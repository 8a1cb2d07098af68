//! # awb-tests
//!
//! Integration tests for the AWB-RS crates, plus the small image builders
//! they share. The actual test suites live in `tests/`.

#![warn(missing_docs)]
#![warn(rustdoc::missing_crate_level_docs)]

use awb_core::ImageBuf;

/// Builds a 2×2 image of the three primaries plus white.
///
/// Every channel mean is exactly 0.5, which makes the Grey World estimate
/// an exact identity — handy as a known-answer fixture.
pub fn primaries_and_white() -> ImageBuf {
    let mut img = ImageBuf::new(2, 2);
    img.set_pixel(0, 0, [1.0, 0.0, 0.0]);
    img.set_pixel(1, 0, [0.0, 1.0, 0.0]);
    img.set_pixel(0, 1, [0.0, 0.0, 1.0]);
    img.set_pixel(1, 1, [1.0, 1.0, 1.0]);
    img
}

/// Builds a flat image with a single highlight pixel at the center.
pub fn flat_with_highlight(size: u32, base: [f32; 3], highlight: [f32; 3]) -> ImageBuf {
    let mut img = ImageBuf::filled(size, size, base);
    img.set_pixel(size / 2, size / 2, highlight);
    img
}

/// Builds a left/right split image: `left` color on the left half,
/// `right` on the right half.
pub fn split_image(size: u32, left: [f32; 3], right: [f32; 3]) -> ImageBuf {
    let mut img = ImageBuf::filled(size, size, right);
    for y in 0..size {
        for x in 0..size / 2 {
            img.set_pixel(x, y, left);
        }
    }
    img
}

#[cfg(test)]
mod tests {
    use super::*;

    #[test]
    fn test_primaries_fixture_means() {
        let img = primaries_and_white();
        assert_eq!(awb_stats::channel_means(&img), [0.5, 0.5, 0.5]);
    }

    #[test]
    fn test_split_fixture_layout() {
        let img = split_image(4, [0.1, 0.1, 0.1], [0.9, 0.9, 0.9]);
        assert_eq!(img.pixel(0, 0), [0.1, 0.1, 0.1]);
        assert_eq!(img.pixel(3, 3), [0.9, 0.9, 0.9]);
    }
}
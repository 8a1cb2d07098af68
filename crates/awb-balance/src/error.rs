//! Error types for white balance estimation and correction.
//!
//! Provides unified error handling for the estimators and the correction
//! pipeline. Every variant is terminal for the current request: the
//! computation is deterministic given its input, so retrying internally
//! would only reproduce the failure.

use thiserror::Error;

/// White balance error.
///
/// Covers all failure modes of the correction pipeline:
/// - Malformed input (non-finite samples)
/// - Color space conversion failure
/// - Out-of-range estimator parameters
/// - Wrapped buffer and operation errors from the lower crates
#[derive(Debug, Error)]
pub enum BalanceError {
    /// Input buffer contains a NaN or infinite sample.
    ///
    /// The index is into the planar sample layout. Rejected up front so
    /// the statistics never see non-finite values.
    #[error("non-finite sample {value} at index {index}")]
    NonFiniteSample {
        /// Planar index of the first offending sample.
        index: usize,
        /// The offending value.
        value: f32,
    },

    /// Color space conversion produced non-finite output.
    ///
    /// Only plausible on malformed input; decoding a finite [0, 1] buffer
    /// is closed over finite values.
    #[error("color space conversion failed: {0}")]
    ConversionFailed(String),

    /// Estimator parameter outside its valid range.
    #[error("invalid parameter: {0}")]
    InvalidParameter(String),

    /// Buffer or identifier error from awb-core.
    #[error(transparent)]
    Core(#[from] awb_core::Error),

    /// Image operation error from awb-ops.
    #[error(transparent)]
    Ops(#[from] awb_ops::OpsError),
}

/// Result type for white balance operations.
pub type BalanceResult<T> = Result<T, BalanceError>;
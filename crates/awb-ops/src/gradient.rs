//! Single-plane gradient operators.
//!
//! The edge-based estimator scores each pixel by its gradient magnitude.
//! Gradients come from the classic 3×3 Sobel pair:
//!
//! ```text
//! Gx = [ -1  0  1 ]      Gy = [ -1 -2 -1 ]
//!      [ -2  0  2 ]           [  0  0  0 ]
//!      [ -1  0  1 ]           [  1  2  1 ]
//! ```
//!
//! Convolution is same-size with edge-clamped sampling at the borders, and
//! the two directional responses combine into a magnitude via the
//! Minkowski norm `(|gx|^p + |gy|^p)^(1/p)` — `p = 2` is the familiar
//! Euclidean magnitude, higher orders weight the dominant direction more.

use crate::{OpsError, OpsResult};
#[allow(unused_imports)]
use tracing::trace;

/// Horizontal Sobel kernel, row-major.
const SOBEL_X: [f32; 9] = [
    -1.0, 0.0, 1.0, //
    -2.0, 0.0, 2.0, //
    -1.0, 0.0, 1.0,
];

/// Vertical Sobel kernel (transpose of [`SOBEL_X`]), row-major.
const SOBEL_Y: [f32; 9] = [
    -1.0, -2.0, -1.0, //
    0.0, 0.0, 0.0, //
    1.0, 2.0, 1.0,
];

/// Computes horizontal and vertical Sobel responses for one channel plane.
///
/// Output maps are the same size as the input; border pixels sample with
/// edge clamping.
///
/// # Errors
///
/// Returns [`OpsError::InvalidDimensions`] if `plane.len() != width *
/// height` or either dimension is zero.
///
/// # Example
///
/// ```rust
/// use awb_ops::sobel_gradients;
///
/// // Vertical step edge: left half dark, right half bright
/// let plane = [
///     0.0, 0.0, 1.0, 1.0, //
///     0.0, 0.0, 1.0, 1.0, //
///     0.0, 0.0, 1.0, 1.0, //
///     0.0, 0.0, 1.0, 1.0f32,
/// ];
/// let (gx, gy) = sobel_gradients(&plane, 4, 4).unwrap();
/// assert!(gx.iter().any(|&g| g != 0.0));
/// assert!(gy.iter().all(|&g| g == 0.0));
/// ```
pub fn sobel_gradients(plane: &[f32], width: usize, height: usize) -> OpsResult<(Vec<f32>, Vec<f32>)> {
    if width == 0 || height == 0 {
        return Err(OpsError::InvalidDimensions(
            "width and height must be > 0".into(),
        ));
    }
    let expected = width
        .checked_mul(height)
        .ok_or_else(|| OpsError::InvalidDimensions("plane dimensions overflow".into()))?;
    if plane.len() != expected {
        return Err(OpsError::InvalidDimensions(format!(
            "expected {} samples, got {}",
            expected,
            plane.len()
        )));
    }
    trace!(width, height, "sobel_gradients");

    let mut gx = vec![0.0f32; expected];
    let mut gy = vec![0.0f32; expected];

    for y in 0..height {
        for x in 0..width {
            let mut sx = 0.0f32;
            let mut sy = 0.0f32;

            for ky in 0..3usize {
                for kx in 0..3usize {
                    // Source coordinates with edge clamping
                    let px = (x as isize + kx as isize - 1)
                        .max(0)
                        .min(width as isize - 1) as usize;
                    let py = (y as isize + ky as isize - 1)
                        .max(0)
                        .min(height as isize - 1) as usize;

                    let s = plane[py * width + px];
                    sx += s * SOBEL_X[ky * 3 + kx];
                    sy += s * SOBEL_Y[ky * 3 + kx];
                }
            }

            gx[y * width + x] = sx;
            gy[y * width + x] = sy;
        }
    }

    Ok((gx, gy))
}

/// Combines directional responses into a Minkowski gradient magnitude.
///
/// Elementwise `(|gx|^p + |gy|^p)^(1/p)`.
///
/// # Errors
///
/// Returns [`OpsError::InvalidParameter`] if `p` is not finite and
/// positive, or [`OpsError::InvalidDimensions`] if the maps differ in
/// length.
///
/// # Example
///
/// ```rust
/// use awb_ops::minkowski_magnitude;
///
/// let mag = minkowski_magnitude(&[3.0], &[4.0], 2.0).unwrap();
/// assert!((mag[0] - 5.0).abs() < 1e-5);
/// ```
pub fn minkowski_magnitude(gx: &[f32], gy: &[f32], p: f32) -> OpsResult<Vec<f32>> {
    if !p.is_finite() || p <= 0.0 {
        return Err(OpsError::InvalidParameter(format!(
            "norm order must be finite and positive, got {p}"
        )));
    }
    if gx.len() != gy.len() {
        return Err(OpsError::InvalidDimensions(format!(
            "gradient maps differ in length: {} vs {}",
            gx.len(),
            gy.len()
        )));
    }
    let inv_p = 1.0 / p;
    Ok(gx
        .iter()
        .zip(gy)
        .map(|(&a, &b)| (a.abs().powf(p) + b.abs().powf(p)).powf(inv_p))
        .collect())
}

- [Description of the task]
Retype, exactly and in full, the lines above from the one containing "sy += s * SOBEL_Y[ky" through the one containing "the maps differ in".

- [Task response]
                    sy += s * SOBEL_Y[ky * 3 + kx];
                }
            }

            gx[y * width + x] = sx;
            gy[y * width + x] = sy;
        }
    }

    Ok((gx, gy))
}

/// Combines directional responses into a Minkowski gradient magnitude.
///
/// Elementwise `(|gx|^p + |gy|^p)^(1/p)`.
///
/// # Errors
///
/// Returns [`OpsError::InvalidParameter`] if `p` is not finite and
/// positive, or [`OpsError::InvalidDimensions`] if the maps differ in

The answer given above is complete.